● **Raw data**
§

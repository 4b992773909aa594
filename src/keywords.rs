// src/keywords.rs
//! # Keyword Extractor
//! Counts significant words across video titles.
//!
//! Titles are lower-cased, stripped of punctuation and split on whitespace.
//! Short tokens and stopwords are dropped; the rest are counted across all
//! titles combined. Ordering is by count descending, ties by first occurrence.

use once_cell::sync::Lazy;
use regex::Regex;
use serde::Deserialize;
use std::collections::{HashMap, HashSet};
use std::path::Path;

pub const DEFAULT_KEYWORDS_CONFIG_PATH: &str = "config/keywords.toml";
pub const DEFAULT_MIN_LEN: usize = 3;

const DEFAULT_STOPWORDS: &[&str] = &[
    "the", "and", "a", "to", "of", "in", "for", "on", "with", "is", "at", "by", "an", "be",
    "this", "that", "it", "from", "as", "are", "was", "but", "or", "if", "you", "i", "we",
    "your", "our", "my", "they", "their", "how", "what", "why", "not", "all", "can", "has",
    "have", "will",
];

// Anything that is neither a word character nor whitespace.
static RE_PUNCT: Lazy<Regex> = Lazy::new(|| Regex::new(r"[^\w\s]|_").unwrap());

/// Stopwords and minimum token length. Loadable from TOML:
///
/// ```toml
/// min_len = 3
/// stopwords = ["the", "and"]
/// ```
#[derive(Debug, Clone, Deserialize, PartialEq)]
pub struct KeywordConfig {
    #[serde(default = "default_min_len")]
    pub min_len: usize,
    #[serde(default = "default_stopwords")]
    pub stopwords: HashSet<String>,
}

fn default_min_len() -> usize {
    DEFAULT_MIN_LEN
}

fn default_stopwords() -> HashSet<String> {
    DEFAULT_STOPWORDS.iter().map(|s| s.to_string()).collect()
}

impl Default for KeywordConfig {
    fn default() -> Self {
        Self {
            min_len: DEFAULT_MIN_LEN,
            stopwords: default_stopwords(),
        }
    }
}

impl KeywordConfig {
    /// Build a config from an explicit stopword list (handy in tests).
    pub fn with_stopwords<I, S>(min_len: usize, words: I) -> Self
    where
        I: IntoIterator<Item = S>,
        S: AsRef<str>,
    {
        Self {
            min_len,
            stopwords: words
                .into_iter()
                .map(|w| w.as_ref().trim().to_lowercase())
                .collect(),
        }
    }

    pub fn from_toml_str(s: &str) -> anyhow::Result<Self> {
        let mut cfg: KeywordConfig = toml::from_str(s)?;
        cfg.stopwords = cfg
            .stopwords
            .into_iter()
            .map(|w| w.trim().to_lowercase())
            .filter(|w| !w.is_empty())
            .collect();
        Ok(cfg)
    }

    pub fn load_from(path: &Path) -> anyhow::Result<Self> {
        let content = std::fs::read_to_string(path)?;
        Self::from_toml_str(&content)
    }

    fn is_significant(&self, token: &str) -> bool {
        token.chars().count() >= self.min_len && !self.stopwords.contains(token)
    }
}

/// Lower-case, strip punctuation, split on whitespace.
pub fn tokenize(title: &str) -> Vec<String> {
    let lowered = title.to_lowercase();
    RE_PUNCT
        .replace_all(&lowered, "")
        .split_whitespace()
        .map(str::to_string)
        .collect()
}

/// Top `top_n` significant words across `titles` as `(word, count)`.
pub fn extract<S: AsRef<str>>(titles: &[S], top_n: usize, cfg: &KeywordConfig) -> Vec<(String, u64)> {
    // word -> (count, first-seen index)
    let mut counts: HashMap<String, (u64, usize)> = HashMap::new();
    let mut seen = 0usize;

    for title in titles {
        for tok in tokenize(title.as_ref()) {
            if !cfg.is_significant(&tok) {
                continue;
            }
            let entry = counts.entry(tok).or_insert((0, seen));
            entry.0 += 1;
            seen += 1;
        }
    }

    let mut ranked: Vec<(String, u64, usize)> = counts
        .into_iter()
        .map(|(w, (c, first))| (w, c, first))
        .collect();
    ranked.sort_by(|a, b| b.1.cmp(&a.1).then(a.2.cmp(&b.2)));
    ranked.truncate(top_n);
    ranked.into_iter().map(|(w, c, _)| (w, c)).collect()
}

§

● **Work instruction**
Reproduce exactly the first line of the listing and every line after it, through the one containing "use std::path::Path;". Nothing else belongs in the output.

● **Task result**
repository 4b992773909aa594
filename src/keywords.rs
// src/keywords.rs
//! # Keyword Extractor
//! Counts significant words across video titles.
//!
//! Titles are lower-cased, stripped of punctuation and split on whitespace.
//! Short tokens and stopwords are dropped; the rest are counted across all
//! titles combined. Ordering is by count descending, ties by first occurrence.

use once_cell::sync::Lazy;
use regex::Regex;
use serde::Deserialize;
use std::collections::{HashMap, HashSet};
use std::path::Path;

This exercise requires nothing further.